Chebyshev sets in finite dimension are closed and convex

Prove a finite-dimensional converse to the “best approximation theorem”: Let $K$ be a subset of a finite-dimensional Hilbert space $H$ which satisfies the following property: for each $x \in H$ there exists a unique point $y \in K$ such that $d(x, y) = d(x, K)$ (sets with this property are known as Chebyshev sets). Then the set $K$ is closed and convex.

It would useful to point why this result is for finite dimensional spaces only.

Here's my proof: it's pretty elementary but in the proof of convexity there are a lot of named points, so a drawing may help (included at the end).

Proof of closedness: Assume $K$ is Chebyshev, and choose $\alpha\in K^c$. There is then $\beta\in K$ such that $d(\alpha,\beta)=d(\alpha,K)$. In particular $\alpha \not = \beta$ and so $d(\alpha, K)>0$. Thus $\alpha$ is an interior point of $K^c$. Since $\alpha$ was arbitrary, $K^c$ is open and thus $K$ is closed.

Proof of convexity: Assume now for a contradiction that $K$ is not convex. Then there are $x,y\in K$ such that the line segment connecting them contains points not in $K$. Since $K$ is closed, without loss of generality we may assume that there are no points of $K$ between $x$ and $y$ (the intersection of $K^c$ and the line segment is a nonempty countable collection of open intervals, so we may choose one such interval).

Let $z:=(x+y)/2$. By choice of $x,y$, we have $z\in K^c$. Since $K$ is Chebyshev there must be a point $w\in K$ with $0<d(z,K) = d(z,w)<d(z,x)$

Consider the line $L:=\{\lambda w + (1-\lambda)z:\lambda \in \mathbb{R}\}$. We now invoke the converse of the theorem we are trying to prove, to conclude that $L$ is a Chebyshev set. So there are unique projections $x' := \lambda_x w + (1-\lambda_x)z$ and $y' := \lambda_y w + (1-\lambda_y)z$ of $x$ and $y$ onto $L$ respectively.

I claim that $\lambda_x=-\lambda_y$. This follows from the "angle-angle-side" congruence theorem of elementary geometry, i.e., $\triangle xzx' \cong\triangle yzy'$. In particular then at least one of $\lambda_x,\lambda_y$ is $\leq 0$ (we can also get to this fact by contradiction using the triangle inequality). By symmetry, say $\lambda_x\leq 0$. That is, $x'$ is not between $z$ and $w$, nor is it on the $w$ side of the line.

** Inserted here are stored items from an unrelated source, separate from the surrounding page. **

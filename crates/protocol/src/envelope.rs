//! UI ↔ host envelopes
//!
//! Three shapes travel over the panel transport:
//!
//! ```json
//! { "type": "Page.navigate", "params": { "url": "..." }, "callbackId": 7 }   // request
//! { "callbackId": 7, "result": { ... } }                                    // reply
//! { "method": "Page.frameNavigated", "result": { ... } }                    // event
//! ```

use serde::{Deserialize, Serialize};
use serde_json::Value;

use crate::error::{ProtocolError, Result};

/// Correlation id pairing a request with its reply. Starts at 1.
pub type CallbackId = u64;

/// Request sent by the UI
#[derive(Debug, Clone, PartialEq, Serialize, Deserialize)]
pub struct RequestEnvelope {
    #[serde(rename = "type")]
    pub method: String,
    #[serde(default, skip_serializing_if = "Option::is_none")]
    pub params: Option<Value>,
    #[serde(rename = "callbackId", default, skip_serializing_if = "Option::is_none")]
    pub callback_id: Option<CallbackId>,
}

impl RequestEnvelope {
    pub fn new(method: impl Into<String>, params: Option<Value>) -> Self {
        Self {
            method: method.into(),
            params,
            callback_id: None,
        }
    }

    pub fn with_callback(mut self, callback_id: CallbackId) -> Self {
        self.callback_id = Some(callback_id);
        self
    }

    /// Params as an object, `Null` when absent
    pub fn params_or_null(&self) -> &Value {
        self.params.as_ref().unwrap_or(&Value::Null)
    }

    pub fn parse(raw: Value) -> Result<Self> {
        Ok(serde_json::from_value(raw)?)
    }
}

/// Reply to a request carrying a callback id
#[derive(Debug, Clone, PartialEq, Serialize, Deserialize)]
pub struct ReplyEnvelope {
    #[serde(rename = "callbackId")]
    pub callback_id: CallbackId,
    #[serde(default, skip_serializing_if = "Option::is_none")]
    pub result: Option<Value>,
    #[serde(default, skip_serializing_if = "Option::is_none")]
    pub error: Option<String>,
}

impl ReplyEnvelope {
    pub fn ok(callback_id: CallbackId, result: Value) -> Self {
        Self {
            callback_id,
            result: Some(result),
            error: None,
        }
    }

    pub fn err(callback_id: CallbackId, error: impl Into<String>) -> Self {
        Self {
            callback_id,
            result: None,
            error: Some(error.into()),
        }
    }
}

/// Unsolicited event pushed to the UI
#[derive(Debug, Clone, PartialEq, Serialize, Deserialize)]
pub struct EventEnvelope {
    pub method: String,
    #[serde(default)]
    pub result: Value,
}

impl EventEnvelope {
    pub fn new(method: impl Into<String>, result: Value) -> Self {
        Self {
            method: method.into(),
            result,
        }
    }
}

/// Anything the host sends to the UI
#[derive(Debug, Clone, PartialEq, Serialize, Deserialize)]
#[serde(untagged)]
pub enum HostMessage {
    Reply(ReplyEnvelope),
    Event(EventEnvelope),
}

impl HostMessage {
    /// Decode a raw message. A message is a reply when it carries a non-zero
    /// `callbackId`, otherwise it must name a `method`.
    pub fn parse(raw: Value) -> Result<Self> {
        let has_callback = raw
            .get("callbackId")
            .and_then(Value::as_u64)
            .is_some_and(|id| id != 0);

        if has_callback {
            return Ok(HostMessage::Reply(serde_json::from_value(raw)?));
        }
        if raw.get("method").and_then(Value::as_str).is_some() {
            return Ok(HostMessage::Event(serde_json::from_value(raw)?));
        }
        Err(ProtocolError::Unroutable)
    }

    pub fn to_value(&self) -> Value {
        serde_json::to_value(self).unwrap_or(Value::Null)
    }
}

impl From<ReplyEnvelope> for HostMessage {
    fn from(reply: ReplyEnvelope) -> Self {
        HostMessage::Reply(reply)
    }
}

impl From<EventEnvelope> for HostMessage {
    fn from(event: EventEnvelope) -> Self {
        HostMessage::Event(event)
    }
}

#[cfg(test)]
mod tests {
    use super::*;
    use serde_json::json;

    #[test]
    fn test_request_wire_names() {
        let req = RequestEnvelope::new("Page.navigate", Some(json!({ "url": "http://a" })))
            .with_callback(3);
        let value = serde_json::to_value(&req).unwrap();
        assert_eq!(value["type"], "Page.navigate");
        assert_eq!(value["callbackId"], 3);

        let bare = serde_json::to_value(RequestEnvelope::new("Page.enable", None)).unwrap();
        assert!(bare.get("callbackId").is_none());
        assert!(bare.get("params").is_none());
    }

    #[test]
    fn test_parse_reply_and_event() {
        let reply = HostMessage::parse(json!({ "callbackId": 4, "error": "boom" })).unwrap();
        assert_eq!(reply, HostMessage::Reply(ReplyEnvelope::err(4, "boom")));

        let event = HostMessage::parse(json!({
            "method": "Page.loadEventFired",
            "result": { "timestamp": 1.0 }
        }))
        .unwrap();
        match event {
            HostMessage::Event(e) => assert_eq!(e.method, "Page.loadEventFired"),
            other => panic!("expected event, got {:?}", other),
        }
    }

    #[test]
    fn test_parse_unroutable() {
        assert!(matches!(
            HostMessage::parse(json!({ "result": 1 })),
            Err(ProtocolError::Unroutable)
        ));
    }
}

From what has preceded, $0<d(x,x')\leq d(x,z)$. By the Pythagorean theorem we may now find a point on $L$ (and in $K^c$) equidistant to $w$ and $x$, and with $\lambda<0$. This by itself is not a contradiction, but what it means is if we split $\{\lambda w + (1-\lambda)z:\lambda <0\}$ into sets $A$ and $B$, where points of $A$ project onto $K$ at $w$ and points of $B$ project onto some other point of $K$, then $B\not = \emptyset$.

Finally let $s=\lambda_sw + (1-\lambda_s)z$, where $\lambda_s=\inf\{\lambda:\lambda<0,\lambda w+(1-\lambda)z \in B\}$. In other words, $s$ is the closest point to $z$ on $L$ (in the direction away from $w$) which either is in $B$ or the limit of a sequence in $B$. Indeed I will show that $s\in B$ presently. Let $\{s_k\}_{k\geq 1}$ be a sequence of points in $B$ converging to $s$. There is then a corresponding sequence $\{t_k\}_{k\geq 1}$ of projections onto $K$, that is, $s_k \mapsto t_k$ is the projection map.

All of $\{t_k\}_{k\geq1}$ is contained within a suitably large ball around $s$. Recall $K$ is closed, so by the Bolzano Weierstrass property, there is a convergent subsequence $\{t_{k_i}\}_{i\geq 1}$, where $t_{k_i}\to t$ as $i\to \infty$. Indeed, here is where the proof breaks in the infinite dimensional case, since such a closed, bounded subset is not totally bounded. By the closure of $K$, $t\in K$, and by continuity of the distance function, we also have $s$ projects onto $t$. So $s\in B$.

From here the contradiction is apparent, since it must be the case that $d(s,t) = d(s,w)$. We have established that $s$ projects onto $t$, but $t$ is not the unique closest point of $K$ to $s$, contradicting the fact that $K$ is Chebyshev.